The women who live at the Nashville brothel — The Land of the Sirens — aren’t really prostitutes. They’re pretending to be, but are instead using their position as a way to engage in clandestine, anti-war efforts. What’s the significance behind the fact that they’re not actually sex workers?
These women can basically do anything they like, so I’m not saying that any of them aren’t having a good time with men or women or whoever they’d like to, but writing about that aspect of life was one of the things that was hanging me up in the original conception of the book. Because I’ve never been a prostitute. I don’t want to write about sex work in a serious way, although I think that’s wonderful. That’s something for someone else to do. The point of my book was not to explore historical sex work, which I think a lot of people are interested in. It’s not that I didn’t want to explore the sexuality of the women at all — it’s not that I couldn’t have tried to include some scenes of women feeling and exploring their own sexual power and potency — but the main thrust of their work is to overthrow.

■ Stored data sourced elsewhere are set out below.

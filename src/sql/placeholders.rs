//! Rewrites `$n` parameter references in caller-written SQL so a text-bound value is cast to
//! the type PostgreSQL inferred for that parameter.

/// Replace every `$n` with `($n::text::<type>)` when `types[n - 1]` is known. References inside
/// string literals, quoted identifiers, dollar-quoted bodies and comments are left alone.
pub fn cast_placeholders(sql: &str, types: &[Option<String>]) -> String {
    let chars: Vec<char> = sql.chars().collect();
    let mut out = String::with_capacity(sql.len() + types.len() * 16);
    let mut i = 0;
    while i < chars.len() {
        let c = chars[i];
        match c {
            '\'' => {
                let escapes = i > 0 && matches!(chars[i - 1], 'e' | 'E') && !is_ident_char(chars.get(i.wrapping_sub(2)));
                i = copy_quoted(&chars, i, '\'', escapes, &mut out);
            }
            '"' => i = copy_quoted(&chars, i, '"', false, &mut out),
            '-' if chars.get(i + 1) == Some(&'-') => {
                let end = chars[i..].iter().position(|&ch| ch == '\n').map_or(chars.len(), |p| i + p);
                out.extend(&chars[i..end]);
                i = end;
            }
            '/' if chars.get(i + 1) == Some(&'*') => i = copy_block_comment(&chars, i, &mut out),
            '$' => {
                let digits_end = chars[i + 1..]
                    .iter()
                    .position(|ch| !ch.is_ascii_digit())
                    .map_or(chars.len(), |p| i + 1 + p);
                let after_ident = i > 0 && is_ident_char(Some(&chars[i - 1]));
                if digits_end > i + 1 && !after_ident {
                    let digits: String = chars[i + 1..digits_end].iter().collect();
                    let cast = digits
                        .parse::<usize>()
                        .ok()
                        .and_then(|n| n.checked_sub(1))
                        .and_then(|idx| types.get(idx))
                        .and_then(|t| t.as_deref());
                    match cast {
                        Some(ty) => out.push_str(&format!("(${}::text::{})", digits, ty)),
                        None => out.push_str(&format!("${}", digits)),
                    }
                    i = digits_end;
                } else if let Some(end) = dollar_quote_end(&chars, i).filter(|_| !after_ident) {
                    out.extend(&chars[i..end]);
                    i = end;
                } else {
                    out.push(c);
                    i += 1;
                }
            }
            _ => {
                out.push(c);
                i += 1;
            }
        }
    }
    out
}

fn is_ident_char(c: Option<&char>) -> bool {
    c.map(|c| c.is_alphanumeric() || *c == '_' || *c == '$').unwrap_or(false)
}

/// Copy a quoted run starting at `start` (the opening quote); doubled quotes stay inside.
fn copy_quoted(chars: &[char], start: usize, quote: char, backslash_escapes: bool, out: &mut String) -> usize {
    let mut i = start + 1;
    while i < chars.len() {
        if backslash_escapes && chars[i] == '\\' {
            i += 2;
            continue;
        }
        if chars[i] == quote {
            if chars.get(i + 1) == Some(&quote) {
                i += 2;
                continue;
            }
            i += 1;
            break;
        }
        i += 1;
    }
    let end = i.min(chars.len());
    out.extend(&chars[start..end]);
    end
}

fn copy_block_comment(chars: &[char], start: usize, out: &mut String) -> usize {
    let mut depth = 0usize;
    let mut i = start;
    while i < chars.len() {
        if chars[i] == '/' && chars.get(i + 1) == Some(&'*') {
            depth += 1;
            i += 2;
        } else if chars[i] == '*' && chars.get(i + 1) == Some(&'/') {
            depth -= 1;
            i += 2;
            if depth == 0 {
                break;
            }
        } else {
            i += 1;
        }
    }
    let end = i.min(chars.len());
    out.extend(&chars[start..end]);
    end
}

/// End (exclusive) of a `$tag$ ... $tag$` body opening at `start`, if one opens there.
fn dollar_quote_end(chars: &[char], start: usize) -> Option<usize> {
    let tag_len = chars[start + 1..].iter().position(|&c| c == '$')?;
    let tag = &chars[start + 1..start + 1 + tag_len];
    let valid = tag.first().map_or(true, |c| c.is_alphabetic() || *c == '_')
        && tag.iter().all(|c| c.is_alphanumeric() || *c == '_');
    if !valid {
        return None;
    }
    let delim: Vec<char> = chars[start..start + tag_len + 2].to_vec();
    let body_start = start + delim.len();
    let close = chars[body_start..]
        .windows(delim.len())
        .position(|w| w == delim.as_slice())
        .map_or(chars.len(), |p| body_start + p + delim.len());
    Some(close)
}
//! Builds parameterized SELECT, INSERT, UPDATE, DELETE against a schema `Table`.
//! Identifiers only ever come from the table model; values are always parameters.

use crate::error::AppError;
use crate::query::{Filters, GetRowsParams, RawRow, Sorting};
use crate::schema::Table;
use crate::sql::PgBindValue;

#[derive(Clone, Debug, Default)]
pub struct QueryBuf {
    pub sql: String,
    pub params: Vec<PgBindValue>,
    /// `$1..$n` come from a caller-written expression and still need their inferred type cast.
    pub inferred_params: usize,
}

impl QueryBuf {
    /// Let the database serialize the result set; no rows yields `[]`, never null.
    pub fn into_json(self) -> Self {
        QueryBuf {
            sql: wrap_json(&self.sql),
            ..self
        }
    }
}

pub fn wrap_json(sql: &str) -> String {
    format!(
        "WITH q AS ({}) SELECT COALESCE(json_agg(row_to_json(q)), '[]'::json) FROM q",
        sql
    )
}

fn join_clauses(parts: &[&str]) -> String {
    parts
        .iter()
        .filter(|p| !p.is_empty())
        .copied()
        .collect::<Vec<_>>()
        .join(" ")
}

/// SELECT with filters, sort (primary key ascending when none survives) and pagination.
pub fn select_rows(table: &Table, params: &GetRowsParams) -> QueryBuf {
    let head = format!("SELECT {} FROM {}", params.select_columns.render(table), table.safe_name());
    let filter = params.filters.render(table);
    let mut order = params.sorting.render(table);
    if order.is_empty() {
        order = Sorting::default_for(table).render(table);
    }
    let page = params.pagination.render();
    QueryBuf {
        sql: join_clauses(&[&head, &filter.sql, &order, &page]),
        params: filter.args,
        inferred_params: filter.inferred_params,
    }
}

pub fn insert_row(table: &Table, row: &RawRow) -> Result<QueryBuf, AppError> {
    let bound = row.bind_columns(table, 0);
    if bound.is_empty() {
        return Err(AppError::NoValidColumns(table.name.clone()));
    }
    let cols: Vec<String> = bound.iter().map(|b| b.column.safe_name()).collect();
    let placeholders: Vec<String> = bound.iter().map(|b| b.placeholder()).collect();
    Ok(QueryBuf {
        sql: format!(
            "INSERT INTO {} ({}) VALUES ({}) RETURNING *",
            table.safe_name(),
            cols.join(", "),
            placeholders.join(", ")
        ),
        params: bound.into_iter().map(|b| b.value).collect(),
        inferred_params: 0,
    })
}

/// WHERE args bind first; SET placeholders are numbered after them.
pub fn update_rows(table: &Table, filters: &Filters, row: &RawRow) -> Result<QueryBuf, AppError> {
    let filter = filters.render(table);
    let bound = row.bind_columns(table, filter.args.len());
    if bound.is_empty() {
        return Err(AppError::NoValidColumns(table.name.clone()));
    }
    let sets: Vec<String> = bound
        .iter()
        .map(|b| format!("{} = {}", b.column.safe_name(), b.placeholder()))
        .collect();
    let head = format!("UPDATE {} SET {}", table.safe_name(), sets.join(", "));
    let mut params = filter.args;
    params.extend(bound.into_iter().map(|b| b.value));
    Ok(QueryBuf {
        sql: join_clauses(&[&head, &filter.sql, "RETURNING *"]),
        params,
        inferred_params: filter.inferred_params,
    })
}

/// Refuses to build an unfiltered DELETE.
pub fn delete_rows(table: &Table, filters: &Filters) -> Result<QueryBuf, AppError> {
    let filter = filters.render(table);
    if filter.is_empty() {
        return Err(AppError::EmptyFilter(table.name.clone()));
    }
    Ok(QueryBuf {
        sql: format!("DELETE FROM {} {} RETURNING *", table.safe_name(), filter.sql),
        params: filter.args,
        inferred_params: filter.inferred_params,
    })
}
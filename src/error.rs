//! Typed errors and HTTP mapping.

use axum::{
    http::StatusCode,
    response::{IntoResponse, Response},
    Json,
};
use serde::Serialize;
use thiserror::Error;

/// Failures while reading the catalog. Any of these aborts the whole load.
#[derive(Error, Debug)]
pub enum SchemaError {
    #[error("catalog query: {0}")]
    Catalog(#[from] sqlx::Error),
    #[error("column {column} references unknown table {table}")]
    OrphanColumn { table: String, column: String },
    #[error("invalid foreign key descriptor on {table}.{column}: {message}")]
    ForeignKey {
        table: String,
        column: String,
        message: String,
    },
}

#[derive(Error, Debug)]
pub enum AppError {
    #[error(transparent)]
    SchemaLoad(#[from] SchemaError),
    #[error("unknown table: {0}")]
    UnknownTable(String),
    #[error("unknown {role} table: {table}")]
    RelationTableNotFound { role: &'static str, table: String },
    #[error("can't resolve {side} on join table {join_table}")]
    JoinColumnNotFound {
        side: &'static str,
        join_table: String,
    },
    #[error("no valid columns in row for table {0}")]
    NoValidColumns(String),
    #[error("refusing to delete from {0} with empty filters")]
    EmptyFilter(String),
    #[error("validation: {0}")]
    Validation(String),
    #[error("database: {0}")]
    Db(#[from] sqlx::Error),
    #[error("bad request: {0}")]
    BadRequest(String),
}

impl AppError {
    pub fn status_and_code(&self) -> (StatusCode, &'static str) {
        match self {
            AppError::SchemaLoad(_) => (StatusCode::INTERNAL_SERVER_ERROR, "schema_error"),
            AppError::UnknownTable(_) | AppError::RelationTableNotFound { .. } => {
                (StatusCode::NOT_FOUND, "not_found")
            }
            AppError::JoinColumnNotFound { .. } => (StatusCode::BAD_REQUEST, "join_column_not_found"),
            AppError::NoValidColumns(_) => (StatusCode::BAD_REQUEST, "no_valid_columns"),
            AppError::EmptyFilter(_) => (StatusCode::BAD_REQUEST, "empty_filter"),
            AppError::Validation(_) => (StatusCode::UNPROCESSABLE_ENTITY, "validation_error"),
            AppError::Db(e) => {
                if let sqlx::Error::RowNotFound = e {
                    (StatusCode::NOT_FOUND, "not_found")
                } else {
                    (StatusCode::INTERNAL_SERVER_ERROR, "database_error")
                }
            }
            AppError::BadRequest(_) => (StatusCode::BAD_REQUEST, "bad_request"),
        }
    }
}

#[derive(Serialize)]
pub struct ErrorBody {
    pub error: ErrorDetail,
}

#[derive(Serialize)]
pub struct ErrorDetail {
    pub code: String,
    pub message: String,
    #[serde(skip_serializing_if = "Option::is_none")]
    pub details: Option<serde_json::Value>,
}

impl IntoResponse for AppError {
    fn into_response(self) -> Response {
        let (status, code) = self.status_and_code();
        if status.is_server_error() {
            tracing::error!(error = %self, code, "request failed");
        }
        let details = match &self {
            AppError::RelationTableNotFound { role, table } => {
                Some(serde_json::json!({ "role": role, "table": table }))
            }
            AppError::JoinColumnNotFound { side, join_table } => {
                Some(serde_json::json!({ "side": side, "joinTable": join_table }))
            }
            _ => None,
        };
        let body = ErrorBody {
            error: ErrorDetail {
                code: code.to_string(),
                message: self.to_string(),
                details,
            },
        };
        (status, Json(body)).into_response()
    }
}
//! Safe SQL builder: identifiers come from the schema model only, values are always bound parameters.

mod builder;
pub mod params;
mod placeholders;
pub use builder::*;
pub use params::*;
pub use placeholders::cast_placeholders;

When you were writing the “Apocrypha” section, which is supposedly a lost comedy by Aristophanes, to what degree were you trying seriously to approximate his voice?
Reading “Lysistrata” or another Greek comedy, a lot of today’s readers would not make it through. The chorus has a large speech that they open with. The chorus has a lot to say. And these plays are full of jokes that were period-appropriate but today we don’t understand. I wanted to approximate the tone and feel of an ancient Greek comedy — extremely bawdy with lots of sexual humor and proclaiming and exclamation marks — but write one that people could read and follow today. The structure is based loosely on the way that “Lysistrata” works. I think there’s the same number of acts. I was really excited when I realized I could bring in the Greek gods because, although no gods appear in “Lysistrata,” Aristophanes has three or four plays in which the gods do appear as characters.
There are three plays that Aristophanes wrote in which women take power. They could be seen as proto-feminist writing, but in each of those, it’s a joke. It’s in the subtext of the play that women couldn’t run things. The whole thing is like, “Wouldn’t it be ridiculous if women took power?” So obviously for my play, I wanted to completely twist that and have them be successful.
This interview has been edited and condensed for clarity.